### Source material
——

//! Feed scroll driver: grow an infinite-scroll feed until its height stops
//! changing or the scroll ceiling is hit.

use crate::scraping::surface::LiveSurface;
use crate::scraping::wait::{self, Settle};
use crate::types::{ScrollReport, ScrollTermination};
use serde::{Deserialize, Serialize};
use tracing::{info, warn};

#[derive(Serialize, Deserialize, Clone, Copy, Debug, PartialEq, Eq)]
pub struct ScrollPolicy {
    /// Successful (height-growing) scrolls before giving up on the feed.
    pub max_scrolls: u32,
    /// Consecutive non-growing ticks that count as "feed exhausted".
    pub stable_ticks: u32,
    pub settle: Settle,
}

impl Default for ScrollPolicy {
    fn default() -> Self {
        Self {
            max_scrolls: 2,
            stable_ticks: 3,
            settle: Settle::fixed(1500),
        }
    }
}

/// Scroll to the bottom repeatedly until the feed stops growing.
pub async fn scroll_feed<S: LiveSurface>(surface: &S, policy: &ScrollPolicy) -> ScrollReport {
    let mut last_height = match surface.document_height().await {
        Ok(h) => h,
        Err(e) => {
            warn!("scroll: cannot read initial page height: {}", e);
            return ScrollReport {
                ticks: 0,
                scroll_count: 0,
                final_height: 0,
                termination: ScrollTermination::Interrupted,
            };
        }
    };
    let mut no_change_count = 0u32;
    let mut scroll_count = 0u32;
    let mut ticks = 0u32;

    let termination = loop {
        if no_change_count >= policy.stable_ticks {
            break ScrollTermination::Stabilized;
        }
        if scroll_count >= policy.max_scrolls {
            break ScrollTermination::Ceiling;
        }

        ticks += 1;
        if let Err(e) = surface.scroll_to_bottom().await {
            warn!("scroll: scroll command failed: {}", e);
        }
        wait::settle(surface, &policy.settle).await;

        let new_height = match surface.document_height().await {
            Ok(h) => h,
            Err(e) => {
                warn!("scroll: cannot read page height: {}", e);
                break ScrollTermination::Interrupted;
            }
        };

        if new_height == last_height {
            no_change_count += 1;
        } else {
            no_change_count = 0;
            last_height = new_height;
            scroll_count += 1;
            info!("[Scroll] {}/{} (height {})", scroll_count, policy.max_scrolls, new_height);
        }
    };

    info!(
        "scroll: finished after {} ticks ({:?}), final height {}",
        ticks, termination, last_height
    );
    ScrollReport {
        ticks,
        scroll_count,
        final_height: last_height,
        termination,
    }
}
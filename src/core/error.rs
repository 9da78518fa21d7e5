use thiserror::Error;

/// Invalid extraction or affordance configuration.
///
/// Raised once, when [`crate::scraping::rules`] compiles user-supplied
/// selectors and label patterns. Extraction itself never fails.
#[derive(Debug, Error)]
pub enum RulesError {
    #[error("invalid CSS selector for `{field}` ({selector}): {reason}")]
    Selector {
        field: &'static str,
        selector: String,
        reason: String,
    },

    #[error("invalid pattern for `{field}`: {source}")]
    Pattern {
        field: &'static str,
        #[source]
        source: regex::Error,
    },
}

/// Fatal conditions of the session layer. These stop the run before the
/// harvesting pipeline starts.
#[derive(Debug, Error)]
pub enum SessionError {
    #[error("missing LinkedIn credentials: set LINKEDIN_EMAIL and LINKEDIN_PASSWORD (a .env file works)")]
    MissingCredentials,

    #[error("login failed or CAPTCHA not passed (landed on {0})")]
    LoginRejected(String),

    #[error("no browser found: install Chrome, Chromium or Brave, or set CHROME_EXECUTABLE")]
    BrowserNotFound,

    #[error("browser launch failed: {0}")]
    BrowserLaunchFailed(String),
}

——

Would you report every line of the entries above containing the word "ScrollTermination"?

use crate::types::{ScrollReport, ScrollTermination};
                termination: ScrollTermination::Interrupted,
            break ScrollTermination::Stabilized;
            break ScrollTermination::Ceiling;
                break ScrollTermination::Interrupted;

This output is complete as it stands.